The years of want made Father thrifty to a fault . He loathed throwing anything away, including food, and suffered occasional bouts of diarrhoea as a result. When I sent him the tailor-made silk quilt coat he wanted, he was so afraid it'd get dirty he requested a coarse cotton cover specially made to envelope it, and would only wear the coat as a compos. It's no good arguing with him that I could always have another new coat made for him, or that the whole point of a silk coat is the feel of silk on the skin. Father believed British wool the best wool in the world, so I had several pairs of trousers made for him out of the finest British wool I could find, to use as everyday wear as he always felt the cold keenly. Problem was he would still wear the worn out old trousers over pyjama bottoms to keep warm while he's at home, and saved the good clothes for going out and for occasions.

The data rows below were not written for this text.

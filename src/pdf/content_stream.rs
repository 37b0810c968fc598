use lopdf::content::{Content, Operation};

/// 6-element affine transform matrix [a, b, c, d, e, f].
/// PDF convention: [ a b 0 ]
///                 [ c d 0 ]
///                 [ e f 1 ]
#[derive(Debug, Clone, PartialEq)]
pub struct Matrix {
    pub a: f64,
    pub b: f64,
    pub c: f64,
    pub d: f64,
    pub e: f64,
    pub f: f64,
}

impl Matrix {
    pub fn identity() -> Self {
        Self {
            a: 1.0,
            b: 0.0,
            c: 0.0,
            d: 1.0,
            e: 0.0,
            f: 0.0,
        }
    }

    /// self * other (right multiplication).
    pub fn multiply(&self, other: &Matrix) -> Matrix {
        Matrix {
            a: self.a * other.a + self.b * other.c,
            b: self.a * other.b + self.b * other.d,
            c: self.c * other.a + self.d * other.c,
            d: self.c * other.b + self.d * other.d,
            e: self.e * other.a + self.f * other.c + other.e,
            f: self.e * other.b + self.f * other.d + other.f,
        }
    }
}

/// Axis-aligned rectangle. Used both for XObject placements in PDF points
/// and for match locations in rendered-pixel space.
#[derive(Debug, Clone, PartialEq)]
pub struct BBox {
    pub x_min: f64,
    pub y_min: f64,
    pub x_max: f64,
    pub y_max: f64,
}

impl BBox {
    pub fn width(&self) -> f64 {
        self.x_max - self.x_min
    }

    pub fn height(&self) -> f64 {
        self.y_max - self.y_min
    }
}

/// Placement of one XObject draw (`Do`) within a page.
#[derive(Debug, Clone)]
pub struct XObjectPlacement {
    /// XObject resource name (e.g. "Im1").
    pub name: String,
    /// CTM in effect at the draw.
    pub ctm: Matrix,
    /// BBox computed from the CTM.
    pub bbox: BBox,
}

/// Parse a content stream and report where each XObject is drawn.
///
/// Tracks the CTM stack (q/Q) and updates it on `cm`. Each `Do` records the
/// XObject name with the CTM and its BBox at that point. Both Image and Form
/// XObjects are reported; the caller filters by resource subtype.
pub fn extract_xobject_placements(content_bytes: &[u8]) -> crate::error::Result<Vec<XObjectPlacement>> {
    // lopdf's parser can reject an empty stream; an empty page has no placements.
    if content_bytes.is_empty() {
        return Ok(Vec::new());
    }

    let content = Content::decode(content_bytes)
        .map_err(|e| crate::error::DelogoError::content_stream(e.to_string()))?;

    let mut ctm_stack: Vec<Matrix> = vec![Matrix::identity()];
    let mut placements: Vec<XObjectPlacement> = Vec::new();

    for op in &content.operations {
        match op.operator.as_str() {
            "q" => {
                let current = ctm_stack.last().cloned().unwrap_or_else(Matrix::identity);
                ctm_stack.push(current);
            }
            "Q" => {
                if ctm_stack.len() > 1 {
                    ctm_stack.pop();
                }
            }
            "cm" => {
                if op.operands.len() == 6 {
                    let vals: Vec<f64> = op
                        .operands
                        .iter()
                        .map(operand_to_f64)
                        .collect::<Result<Vec<_>, _>>()?;
                    let cm_matrix = Matrix {
                        a: vals[0],
                        b: vals[1],
                        c: vals[2],
                        d: vals[3],
                        e: vals[4],
                        f: vals[5],
                    };
                    if let Some(current) = ctm_stack.last_mut() {
                        *current = current.multiply(&cm_matrix);
                    }
                }
            }
            "Do" => {
                if let Some(operand) = op.operands.first() {
                    let name_bytes: &[u8] = operand
                        .as_name()
                        .map_err(|e| crate::error::DelogoError::content_stream(e.to_string()))?;
                    let name = String::from_utf8_lossy(name_bytes).into_owned();
                    let current_ctm = ctm_stack.last().cloned().unwrap_or_else(Matrix::identity);
                    let bbox = ctm_to_bbox(&current_ctm);
                    placements.push(XObjectPlacement {
                        name,
                        ctm: current_ctm,
                        bbox,
                    });
                }
            }
            _ => {}
        }
    }

    Ok(placements)
}

/// Remove every `Do` invocation of the named XObject from a content stream.
///
/// Returns the re-encoded stream and the number of removed invocations.
/// All other operations are preserved in order.
pub fn strip_xobject_ops(content_bytes: &[u8], name: &str) -> crate::error::Result<(Vec<u8>, usize)> {
    if content_bytes.is_empty() {
        return Ok((Vec::new(), 0));
    }

    let content = Content::decode(content_bytes)
        .map_err(|e| crate::error::DelogoError::content_stream(e.to_string()))?;

    let before = content.operations.len();
    let kept: Vec<Operation> = content
        .operations
        .into_iter()
        .filter(|op| {
            !(op.operator == "Do"
                && op
                    .operands
                    .first()
                    .and_then(|o| o.as_name().ok())
                    .is_some_and(|n| n == name.as_bytes()))
        })
        .collect();
    let removed = before - kept.len();

    let encoded = Content { operations: kept }
        .encode()
        .map_err(|e| crate::error::DelogoError::content_stream(e.to_string()))?;
    Ok((encoded, removed))
}

/// Read a numeric lopdf operand as f64.
fn operand_to_f64(obj: &lopdf::Object) -> crate::error::Result<f64> {
    match obj {
        lopdf::Object::Integer(i) => Ok(*i as f64),
        lopdf::Object::Real(r) => Ok(*r as f64),
        _ => Err(crate::error::DelogoError::content_stream(format!(
            "expected numeric operand, got {:?}",
            obj
        ))),
    }
}

/// Compute the BBox of the CTM-transformed unit square [0,0]-[1,1].
fn ctm_to_bbox(ctm: &Matrix) -> BBox {
    let corners = [(0.0, 0.0), (1.0, 0.0), (0.0, 1.0), (1.0, 1.0)];
    let transformed: Vec<(f64, f64)> = corners
        .iter()
        .map(|&(x, y)| {
            let x_prime = ctm.a * x + ctm.c * y + ctm.e;
            let y_prime = ctm.b * x + ctm.d * y + ctm.f;
            (x_prime, y_prime)
        })
        .collect();

    let x_min = transformed.iter().map(|p| p.0).fold(f64::INFINITY, f64::min);
    let y_min = transformed.iter().map(|p| p.1).fold(f64::INFINITY, f64::min);
    let x_max = transformed
        .iter()
        .map(|p| p.0)
        .fold(f64::NEG_INFINITY, f64::max);
    let y_max = transformed
        .iter()
        .map(|p| p.1)
        .fold(f64::NEG_INFINITY, f64::max);

    BBox {
        x_min,
        y_min,
        x_max,
        y_max,
    }
}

Mother was a wonderful cook but father was a man of simple taste. When we were kids, on the days my mother (who's a nurse) worked shift, father would make his famous clear soup with just water and ' tung tsoi', but out of the 2-3 signature dishes that he regularly made, the one I liked best was "sliced potato stir-fried with sliced potato". His favourite dishes were steamed eggplant and steamed beancurds, though from time to time he still hankered after the Hakka 'mui tsoi' , and Indonesian prawn crackers which he insisted must be bought from the Indonesia Restaurant in TsimSaiTsui, the only Indonesian restaurant in HK he approved .

An avid reader, father read everything he could lay his hand on . Everytime I visited the US I'd bring him a stack of HK Chinese newspapers which would keep him busy for days. He found the HK Chinese newspapers in the US too expensive and opted for the cheaper local papers, but he missed the HK papers . His favourite book was " The Dream of the Red Chambers " He had plans to do a thesis on the book after retirement which never materialised .

The long hours of work took a toll on father's health, he had multiple episodes of haemoptysis in mid-life which turned out to be bronchiectasis . His lungs remained delicate and the cleaner air in Pleasant Hill suited him . Father had hypertension and gout for years, but what plagued him most in later life was degeneration of the knees. Unfortunately he never really trusted western medicine and had his own system as to how the medication should be taken ; on top he also had this idiosyncratic theory on diet which he swore by, none of which helped his condition . Even as he was diagnosed to have colon cancer, renal failure and the accompanying anaemia, he stubbornly held his own counsel and resisted treatment every step of the way .

The last few years of his life father became very interested in Buddhism, and would follow a TV program of Buddhist teachings by a Taiwanese monk every day. I could be wrong but he did not appear to have gained much enlightenment .

Finally, however unwilling , father went on a journey without mother ; 4:40 AM , Thursday , 24 Jan 2013 , San Francisco time.